• WHAT IS REQUIRED: Begin at the line bearing "on first open.". Transcribe it and all subsequent lines of the material below exactly, and nothing more.

____

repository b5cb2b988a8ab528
//! General application configuration.

use serde::{Deserialize, Serialize};

/// Default result limit.
const fn default_limit() -> u32 {
    20
}

#[derive(Debug, Clone, Deserialize, Serialize)]
pub struct GeneralConfig {
    /// Default result limit for list commands.
    #[serde(default = "default_limit")]
    pub default_limit: u32,
}

impl Default for GeneralConfig {
    fn default() -> Self {
        Self {
            default_limit: default_limit(),
        }
    }
}
//! # lca-db
//!
//! libSQL persistence for LCA assessments.
//!
//! Handles all relational state: assessments, material, processing and
//! transport records, and the per-assessment impact summary. This is the
//! collaborator the estimation engine reads from and writes back to; it
//! holds no domain rules beyond status-transition checks.

pub mod error;
pub mod helpers;
mod migrations;
pub mod repos;
pub mod service;
pub mod updates;

#[cfg(test)]
mod test_support;

use error::DatabaseError;
use libsql::Builder;

/// Raw database handle: one libSQL database and its connection.
pub struct LcaDb {
    #[allow(dead_code)]
    db: libsql::Database,
    conn: libsql::Connection,
}

impl LcaDb {
    /// Open a local database at the given path (`":memory:"` for tests).
    ///
    /// Runs migrations automatically on first open.
    ///
    /// # Errors
    ///
    /// Returns `DatabaseError` if the database cannot be opened or
    /// migrations fail.
    pub async fn open_local(path: &str) -> Result<Self, DatabaseError> {
        let db = Builder::new_local(path).build().await?;
        let conn = db.connect()?;

        // Enable foreign keys (must be per-connection in SQLite)
        conn.execute("PRAGMA foreign_keys = ON", ())
            .await
            .map_err(|e| DatabaseError::Migration(format!("PRAGMA foreign_keys: {e}")))?;

        let lca_db = Self { db, conn };
        lca_db.run_migrations().await?;
        Ok(lca_db)
    }

    /// Access the underlying libSQL connection for direct queries.
    #[must_use]
    pub const fn conn(&self) -> &libsql::Connection {
        &self.conn
    }
}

____

• OUTPUT:
    /// Runs migrations automatically on first open.
    ///
    /// # Errors
    ///
    /// Returns `DatabaseError` if the database cannot be opened or
    /// migrations fail.
    pub async fn open_local(path: &str) -> Result<Self, DatabaseError> {
        let db = Builder::new_local(path).build().await?;
        let conn = db.connect()?;

        // Enable foreign keys (must be per-connection in SQLite)
        conn.execute("PRAGMA foreign_keys = ON", ())
            .await
            .map_err(|e| DatabaseError::Migration(format!("PRAGMA foreign_keys: {e}")))?;

        let lca_db = Self { db, conn };
        lca_db.run_migrations().await?;
        Ok(lca_db)
    }

    /// Access the underlying libSQL connection for direct queries.
    #[must_use]
    pub const fn conn(&self) -> &libsql::Connection {
        &self.conn
    }
}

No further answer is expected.